Después de cenar lo habíamos oído toser. Una tos tranquila y esporádica, nada que hiciera saltar las alarmas. Sin embargo, preferimos comprobar que todo estaba bien, es lo que tiene preocuparse de alguien a quien quieres. La tos se convirtió en asfixia en cuestión de segundos. Diez minutos después, cuatro médicos trataban de estabilizarlo en su propia cama antes de poder trasladarlo al hospital mientras él, inconsciente, se aferraba a la vida con una fuerza tremenda.

Al caos del principio le siguió una sucesión de horas lentas, eternas y amargas. El frío de los pasillos solitarios me calaba los huesos mientras un sudor extraño me erizaba la piel en cada escalofrío que me recorría el cuerpo, aunque yo creo que más bien eran quejidos del alma. Luché contra todos los pensamientos negativos que se colaban en mi mente, los desterré asustada y rabiosa. No quería pensar en eso, no quería tentar aún más a la suerte ni adelantarme a unos acontecimientos para los que no estaba, ni estoy, preparada. Como si de alguna superstición se tratara, rechacé cualquier pesimismo en una cruenta batalla contra mí misma.

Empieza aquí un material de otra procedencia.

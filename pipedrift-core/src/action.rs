//! Normalized workflow step records.

use std::collections::BTreeMap;

use serde::{Deserialize, Serialize};
use utoipa::ToSchema;

use crate::fingerprint::Fingerprint;

/// Version recorded when a step reference carries no `@` qualifier.
pub const LATEST_VERSION: &str = "latest";

/// One normalized unit of work extracted from a workflow job.
#[derive(Debug, Default, Serialize, Deserialize, ToSchema)]
pub struct Action {
    /// Unique id within one report run, in `<document>-<ordinal>` form.
    pub id: String,
    /// Identifier of the reusable action the step invokes, without its
    /// version qualifier. Empty for script and built-in steps.
    pub uses: String,
    /// Version qualifier of the action reference.
    pub uses_version: String,
    /// Every other step property apart from the reference, env, and with
    /// maps, with values converted to their string form.
    pub settings: BTreeMap<String, String>,
    /// Step-scoped environment variables.
    pub env: BTreeMap<String, String>,
    /// Named inputs passed to the action.
    pub with: BTreeMap<String, String>,
    /// Locality-sensitive fingerprint of the step configuration, absent
    /// when the step carries no usable configuration.
    #[serde(skip)]
    pub fingerprint: Option<Fingerprint>,
}

impl Action {
    /// Compute and attach the configuration fingerprint for this step.
    pub fn generate_fingerprint(&mut self) {
        self.fingerprint = Fingerprint::from_config(&self.settings, &self.env, &self.with);
    }
}

/// Split a `uses` reference into its action id and version.
///
/// A reference without `@` maps to the `latest` version; a trailing `@`
/// with nothing after it maps to an empty version.
pub fn split_uses(uses: &str) -> (String, String) {
    match uses.split_once('@') {
        Some((id, version)) => (id.to_string(), version.to_string()),
        None => (uses.to_string(), LATEST_VERSION.to_string()),
    }
}

/// Whether two steps invoke the same action at different versions.
///
/// Requires a non-empty reference on the first step and non-empty versions
/// on both sides; script steps never participate in drift.
pub fn has_version_drift(first: &Action, second: &Action) -> bool {
    !first.uses.is_empty()
        && !first.uses_version.is_empty()
        && !second.uses_version.is_empty()
        && first.uses == second.uses
        && first.uses_version != second.uses_version
}
//! Repository reference parsing.

use crate::error::{PipedriftError, Result};

const HTTPS_PREFIX: &str = "https://github.com/";
const HOST_PREFIX: &str = "github.com/";
const GIT_SUFFIX: &str = ".git";

/// Strip the GitHub URL prefix and `.git` suffix from a repository reference.
///
/// Only the first occurrence of each marker is removed; anything else in the
/// reference is left untouched apart from surrounding whitespace.
pub fn sanitize_repo(repo: &str) -> String {
    let value = repo.replacen(HTTPS_PREFIX, "", 1);
    let value = value.replacen(HOST_PREFIX, "", 1);
    let value = value.replacen(GIT_SUFFIX, "", 1);
    value.trim().to_string()
}

/// Split a repository reference into its owner and name components.
///
/// Accepts `owner/name` or a full GitHub URL; any path segments after the
/// name are ignored. Fails when either component is empty after trimming.
pub fn split_repo(repo: &str) -> Result<(String, String)> {
    let sanitized = sanitize_repo(repo);
    let mut parts = sanitized.split('/');
    let owner = parts.next().unwrap_or("").trim();
    let name = parts.next().unwrap_or("").trim();

    if owner.is_empty() || name.is_empty() {
        return Err(PipedriftError::InvalidRepo(repo.to_string()));
    }

    Ok((owner.to_string(), name.to_string()))
}

/// Variant of [`split_repo`] that yields empty strings instead of an error,
/// for call sites that must never abort on a single malformed reference.
pub fn split_repo_no_err(repo: &str) -> (String, String) {
    split_repo(repo).unwrap_or_default()
}

#[cfg(test)]
mod tests {
    use super::{sanitize_repo, split_repo, split_repo_no_err};

    #[test]
    fn splits_plain_owner_name() {
        let (owner, name) = split_repo("owner/repo").expect("split");
        assert_eq!(owner, "owner");
        assert_eq!(name, "repo");
    }

    #[test]
    fn splits_https_url() {
        let (owner, name) = split_repo("https://github.com/owner/repo").expect("split");
        assert_eq!(owner, "owner");
        assert_eq!(name, "repo");
    }

    #[test]
    fn splits_bare_host_url() {
        let (owner, name) = split_repo("github.com/owner/repo").expect("split");
        assert_eq!(owner, "owner");
        assert_eq!(name, "repo");
    }

    #[test]
    fn strips_git_suffix() {
        let (owner, name) = split_repo("https://github.com/owner/repo.git").expect("split");
        assert_eq!(owner, "owner");
        assert_eq!(name, "repo");
    }

    #[test]
    fn ignores_trailing_path_segments() {
        let (owner, name) =
            split_repo("https://github.com/owner/repo/tree/main/src").expect("split");
        assert_eq!(owner, "owner");
        assert_eq!(name, "repo");
    }

    #[test]
    fn trims_surrounding_whitespace() {
        let (owner, name) = split_repo("  owner/repo  ").expect("split");
        assert_eq!(owner, "owner");
        assert_eq!(name, "repo");
    }

    #[test]
    fn rejects_missing_name() {
        assert!(split_repo("owner").is_err());
        assert!(split_repo("owner/").is_err());
        assert!(split_repo("/repo").is_err());
        assert!(split_repo("").is_err());
    }

    #[test]
    fn error_carries_original_reference() {
        let error = split_repo("owner").expect_err("should fail");
        assert_eq!(format!("{error}"), "invalid repository format: owner");
    }

    #[test]
    fn no_err_variant_yields_empty_components() {
        assert_eq!(split_repo_no_err("owner"), (String::new(), String::new()));
        assert_eq!(
            split_repo_no_err("owner/repo"),
            ("owner".to_string(), "repo".to_string())
        );
    }

    #[test]
    fn sanitize_removes_only_known_markers() {
        assert_eq!(sanitize_repo("https://github.com/owner/repo"), "owner/repo");
        assert_eq!(sanitize_repo("github.com/owner/repo"), "owner/repo");
        assert_eq!(sanitize_repo("owner/repo.git"), "owner/repo");
        assert_eq!(sanitize_repo("owner/repo"), "owner/repo");
    }
}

Busqué consuelo en los últimos momentos juntos confiando en todos los que vendrán. Recordé su cumpleaños celebrado solo cinco días antes con toda la familia, y la felicidad que significa verlo sonreír, brindar, contar chistes, desesperarse con el fútbol, disfrutar con una buena mesa, tararear las canciones de siempre, salir a pasear, apuntarse a un bombardeo… Me agarré a la esperanza, que definitivamente es lo último que se pierde, para poder escapar de un laberinto de dolor y ausencia que me mareaba en aquella calma mentirosa. Le rogué a ese Dios que a veces olvido, a la ciencia y al destino, que no me arrebatara esa noche a mi padre.

Y cuando al fin sus latidos se acompasaron de nuevo, sentí que lo hacían también los míos.